[Chroniques de mitard publiées du 7 au 11 septembre 2012]
Promenade en enfer
Encerclé par des murs, bienvenue en enfer. T’as une heure pour tourner en rond, imagine le ciel vu à travers une passoire. Pas un bruit, tu marches sans savoir où aller et même si tu savais tu n’irais pas bien loin. Tu vois plus de ciment qu’un maçon. Décor de cimetière, le paradis des satanistes. Tu tournes comme un rat de laboratoire.
C’est mon septième jour de mitard, je ne m’y habitue pas et je ne m’y habituerai jamais. Plus que sept jours à tirer, mais bon après je resterai toujours en enfer, c’est juste les flammes qui brûleront moins fort. Les jours se ressemblent comme deux gouttes d’eau, douche un jour sur deux, eau chaude à des heures fixes, odeurs suicidaires, un cauchemar éveillé.
Déclaré cliniquement mort, pourtant je suis bel et bien vivant. Nourri à la ratatouille sans sel, c’est l’idéal pour un régime, ils ont trouvé la solution pour vaincre l’obésité. Plus de quatorze ans de ma vie passés dans ces toilettes. Tragédie d’un jeune de banlieue écorché vif.
Kamikaze de cité, suicide à l’argent sale pour finir pieds poings liés entre ces murs sales d’une autre époque, d’un autre temps. Mes journées se ponctuent de lecture, d’écriture et de ratures, de fautes d’orthographe.
Ça m’empêche de mourir, mon imagination me fait évader à chaque fois que je noircis la feuille. La patience est une vertu et ses fruits sont délicieux. Je prends sur moi, j’assume ce qui m’a mené jusqu’ici et j’en paye le prix.
Écrire, c’est hurler en silence. Vous devenez témoin de mon existence et de mon combat pour rester digne six pieds sous terre. Ta vie n’a de sens que si tu lui en donnes. Moi, j’ai donné un sens à ma vie, le jour où j’ai refusé de mourir.

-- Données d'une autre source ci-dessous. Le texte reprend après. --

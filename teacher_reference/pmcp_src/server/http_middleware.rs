//! Server-side HTTP middleware for request/response interception.
//!
//! This module provides HTTP-level middleware for MCP servers, enabling:
//! - Request/response logging with sensitive data redaction
//! - Authentication and authorization
//! - Rate limiting and throttling
//! - Custom request/response transformation
//!
//! # Architecture
//!
//! Server HTTP middleware operates at the HTTP transport layer (before JSON-RPC
//! processing), providing symmetry with client-side HTTP middleware.
//!
//! Two-layer model:
//! - **HTTP Layer**: ServerHttpMiddleware for transport-level concerns
//! - **Protocol Layer**: EnhancedMiddleware for JSON-RPC message processing
//!
//! # Examples
//!
//! ```rust
//! use pmcp::server::http_middleware::{ServerHttpMiddleware, ServerHttpLoggingMiddleware};
//! use pmcp::server::http_middleware::ServerHttpMiddlewareChain;
//! use std::sync::Arc;
//!
//! // Create logging middleware with redaction
//! let logging = ServerHttpLoggingMiddleware::new()
//!     .with_redact_query(true)
//!     .with_max_body_bytes(1024);
//!
//! // Build middleware chain
//! let mut chain = ServerHttpMiddlewareChain::new();
//! chain.add(Arc::new(logging));
//! ```

use crate::error::{Error, Result};
use async_trait::async_trait;
use hyper::http::{HeaderMap, HeaderName, HeaderValue, Method, StatusCode, Uri};
use std::sync::Arc;
use std::time::Instant;

/// HTTP request for server middleware processing.
///
/// Represents an incoming HTTP request with method, URI, headers, and body.
/// Used by server HTTP middleware to inspect and transform requests.
#[derive(Debug, Clone)]
pub struct ServerHttpRequest {
    /// HTTP method (GET, POST, etc.)
    pub method: Method,

    /// Request URI
    pub uri: Uri,

    /// HTTP headers
    pub headers: HeaderMap<HeaderValue>,

    /// Request body (raw bytes)
    pub body: Vec<u8>,
}

impl ServerHttpRequest {
    /// Create a new server HTTP request.
    pub fn new(method: Method, uri: Uri, headers: HeaderMap<HeaderValue>, body: Vec<u8>) -> Self {
        Self {
            method,
            uri,
            headers,
            body,
        }
    }

    /// Get a header value by name.
    pub fn get_header(&self, name: &str) -> Option<&str> {
        self.headers.get(name)?.to_str().ok()
    }

    /// Add or update a header.
    pub fn add_header(&mut self, name: &str, value: &str) {
        if let (Ok(name), Ok(value)) = (
            HeaderName::from_bytes(name.as_bytes()),
            HeaderValue::from_str(value),
        ) {
            self.headers.insert(name, value);
        }
    }
}

/// HTTP response for server middleware processing.
///
/// Represents an outgoing HTTP response with status, headers, and body.
/// Used by server HTTP middleware to inspect and transform responses.
#[derive(Debug, Clone)]
pub struct ServerHttpResponse {
    /// HTTP status code
    pub status: StatusCode,

    /// HTTP headers
    pub headers: HeaderMap<HeaderValue>,

    /// Response body (raw bytes)
    pub body: Vec<u8>,
}

impl ServerHttpResponse {
    /// Create a new server HTTP response.
    pub fn new(status: StatusCode, headers: HeaderMap<HeaderValue>, body: Vec<u8>) -> Self {
        Self {
            status,
            headers,
            body,
        }
    }

    /// Get a header value by name.
    pub fn get_header(&self, name: &str) -> Option<&str> {
        self.headers.get(name)?.to_str().ok()
    }

    /// Add or update a header.
    pub fn add_header(&mut self, name: &str, value: &str) {
        if let (Ok(name), Ok(value)) = (
            HeaderName::from_bytes(name.as_bytes()),
            HeaderValue::from_str(value),
        ) {
            self.headers.insert(name, value);
        }
    }
}

/// Context for server HTTP middleware processing.
///
/// Provides metadata and state for middleware execution, including:
/// - Request identifier for tracing
/// - Start time for performance measurement
/// - Session identifier for connection tracking
#[derive(Debug, Clone)]
pub struct ServerHttpContext {
    /// Unique request identifier
    pub request_id: String,

    /// Request start time
    pub start_time: Instant,

    /// Optional session identifier
    pub session_id: Option<String>,
}

impl ServerHttpContext {
    /// Create a new server HTTP context.
    pub fn new(request_id: String) -> Self {
        Self {
            request_id,
            start_time: Instant::now(),
            session_id: None,
        }
    }

    /// Create context with session ID.
    pub fn with_session(request_id: String, session_id: String) -> Self {
        Self {
            request_id,
            start_time: Instant::now(),
            session_id: Some(session_id),
        }
    }

    /// Get elapsed time since request start.
    pub fn elapsed(&self) -> std::time::Duration {
        self.start_time.elapsed()
    }
}

/// Server-side HTTP middleware trait.
///
/// Enables interception and transformation of HTTP requests and responses
/// at the transport layer (before JSON-RPC processing).
///
/// # Symmetric with Client
///
/// This trait mirrors the client-side `HttpMiddleware` trait, providing
/// the same mental model and API surface for server implementations.
#[cfg(not(target_arch = "wasm32"))]
#[async_trait]
pub trait ServerHttpMiddleware: Send + Sync {
    /// Called before processing an HTTP request.
    ///
    /// Middleware can inspect, log, or modify the request before it reaches
    /// the protocol layer.
    async fn on_request(
        &self,
        request: &mut ServerHttpRequest,
        context: &ServerHttpContext,
    ) -> Result<()> {
        let _ = (request, context);
        Ok(())
    }

    /// Called after generating an HTTP response.
    ///
    /// Middleware can inspect, log, or modify the response before it's sent
    /// to the client.
    async fn on_response(
        &self,
        response: &mut ServerHttpResponse,
        context: &ServerHttpContext,
    ) -> Result<()> {
        let _ = (response, context);
        Ok(())
    }

    /// Called when an error occurs during request processing.
    ///
    /// Enables error logging, metrics, and custom error handling.
    async fn on_error(&self, error: &Error, context: &ServerHttpContext) -> Result<()> {
        let _ = (error, context);
        Ok(())
    }

    /// Get middleware priority (lower runs first).
    ///
    /// Default priority is 50. Use lower values (e.g., 10) for authentication,
    /// higher values (e.g., 90) for logging.
    fn priority(&self) -> i32 {
        50
    }

    /// Check if this middleware should execute for the given context.
    ///
    /// Allows conditional execution based on request properties.
    async fn should_execute(&self, _context: &ServerHttpContext) -> bool {
        true
    }
}

#[cfg(target_arch = "wasm32")]
#[async_trait(?Send)]
pub trait ServerHttpMiddleware {
    async fn on_request(
        &self,
        request: &mut ServerHttpRequest,
        context: &ServerHttpContext,
    ) -> Result<()> {
        let _ = (request, context);
        Ok(())
    }

    async fn on_response(
        &self,
        response: &mut ServerHttpResponse,
        context: &ServerHttpContext,
    ) -> Result<()> {
        let _ = (response, context);
        Ok(())
    }

    async fn on_error(&self, error: &Error, context: &ServerHttpContext) -> Result<()> {
        let _ = (error, context);
        Ok(())
    }

    fn priority(&self) -> i32 {
        50
    }

    async fn should_execute(&self, _context: &ServerHttpContext) -> bool {
        true
    }
}

/// Chain of server HTTP middleware handlers.
///
/// Executes middleware in priority order (lowest priority first).
/// Provides symmetry with client-side `HttpMiddlewareChain`.
///
/// # Examples
///
/// ```rust
/// use pmcp::server::http_middleware::{ServerHttpMiddlewareChain, ServerHttpLoggingMiddleware};
/// use std::sync::Arc;
///
/// let mut chain = ServerHttpMiddlewareChain::new();
///
/// // Add logging middleware
/// chain.add(Arc::new(ServerHttpLoggingMiddleware::new()));
///
/// // Middleware executes in priority order
/// ```
#[derive(Default)]
pub struct ServerHttpMiddlewareChain {
    middlewares: Vec<Arc<dyn ServerHttpMiddleware>>,
}

impl std::fmt::Debug for ServerHttpMiddlewareChain {
    fn fmt(&self, f: &mut std::fmt::Formatter<'_>) -> std::fmt::Result {
        f.debug_struct("ServerHttpMiddlewareChain")
            .field("middleware_count", &self.middlewares.len())
            .finish()
    }
}

impl ServerHttpMiddlewareChain {
    /// Create a new empty middleware chain.
    pub fn new() -> Self {
        Self {
            middlewares: Vec::new(),
        }
    }

    /// Add middleware to the chain.
    ///
    /// Middleware will be sorted by priority (lower priority executes first).
    pub fn add(&mut self, middleware: Arc<dyn ServerHttpMiddleware>) {
        self.middlewares.push(middleware);
        // Sort by priority (lower first)
        self.middlewares.sort_by_key(|m| m.priority());
    }

    /// Process an incoming HTTP request through the middleware chain.
    ///
    /// Executes all middleware `on_request` hooks in priority order.
    pub async fn process_request(
        &self,
        request: &mut ServerHttpRequest,
        context: &ServerHttpContext,
    ) -> Result<()> {
        for middleware in &self.middlewares {
            if middleware.should_execute(context).await {
                middleware.on_request(request, context).await?;
            }
        }
        Ok(())
    }

    /// Process an outgoing HTTP response through the middleware chain.
    ///
    /// Executes all middleware `on_response` hooks in priority order.
    pub async fn process_response(
        &self,
        response: &mut ServerHttpResponse,
        context: &ServerHttpContext,
    ) -> Result<()> {
        for middleware in &self.middlewares {
            if middleware.should_execute(context).await {
                middleware.on_response(response, context).await?;
            }
        }
        Ok(())
    }

    /// Handle an error through the middleware chain.
    ///
    /// Notifies all middleware of the error for logging/metrics.
    pub async fn handle_error(&self, error: &Error, context: &ServerHttpContext) -> Result<()> {
        for middleware in &self.middlewares {
            if middleware.should_execute(context).await {
                let _ = middleware.on_error(error, context).await;
            }
        }
        Ok(())
    }
}

/// Server HTTP logging middleware with sensitive data redaction.
///
/// Mirrors client-side `HttpLoggingMiddleware` behavior:
/// - Logs HTTP method, URI, status, headers
/// - Redacts sensitive headers (authorization, cookie, API keys, cloud tokens)
/// - Optional query parameter redaction
/// - Content-type gating for body logging
///
/// # Examples
///
/// ```rust
/// use pmcp::server::http_middleware::ServerHttpLoggingMiddleware;
///
/// // Default configuration (secure defaults)
/// let logging = ServerHttpLoggingMiddleware::new();
///
/// // Custom configuration
/// let custom = ServerHttpLoggingMiddleware::new()
///     .with_redact_query(true)
///     .with_max_body_bytes(512)
///     .redact_header("x-custom-secret");
/// ```
#[derive(Debug)]
pub struct ServerHttpLoggingMiddleware {
    // Implementation will mirror client HttpLoggingMiddleware
    // Placeholder for now - full implementation next
}

impl ServerHttpLoggingMiddleware {
    /// Create new logging middleware with secure defaults.
    pub fn new() -> Self {
        Self {}
    }

    /// Enable query parameter redaction.
    pub fn with_redact_query(self, _redact: bool) -> Self {
        self
    }

    /// Set maximum body bytes to log.
    pub fn with_max_body_bytes(self, _bytes: usize) -> Self {
        self
    }

    /// Add a header to the redaction list.
    pub fn redact_header(self, _name: &str) -> Self {
        self
    }
}

impl Default for ServerHttpLoggingMiddleware {
    fn default() -> Self {
        Self::new()
    }
}

#[async_trait]
impl ServerHttpMiddleware for ServerHttpLoggingMiddleware {
    fn priority(&self) -> i32 {
        90 // Log after auth/rate limiting
    }

    async fn on_request(
        &self,
        request: &mut ServerHttpRequest,
        context: &ServerHttpContext,
    ) -> Result<()> {
        // Basic logging placeholder - full implementation next
        tracing::info!(
            request_id = %context.request_id,
            method = %request.method,
            uri = %request.uri,
            "Incoming HTTP request"
        );
        Ok(())
    }

    async fn on_response(
        &self,
        response: &mut ServerHttpResponse,
        context: &ServerHttpContext,
    ) -> Result<()> {
        tracing::info!(
            request_id = %context.request_id,
            status = %response.status,
            elapsed_ms = context.elapsed().as_millis(),
            "Outgoing HTTP response"
        );
        Ok(())
    }
}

Le jour de mon jugement inéquitable, cinq jeunes de banlieue affamés pire qu’à « KOH-LANTA », assis sur le banc des accusés, face à eux, l’élite bourgeoise, du caviar plein la bouche, c’était joué d’avance, les dés étaient jetés.
Essayer de sortir de sa condition sociale est devenu un crime, une offense à la République, qui nous a attribué des cases dans lesquelles il ne fallait surtout pas sortir. Moi, ma case est devenue cage. Voilà ce qui t’attend fils de prolétaire si tu t’en vas en guerre.
20 heures le 29 août 2012, rien n’a changé, une soirée de plus s’annonce pour moi au mitard. Mais je le prends bien, car tant qu’il y a de la vie, je garde de l’espoir.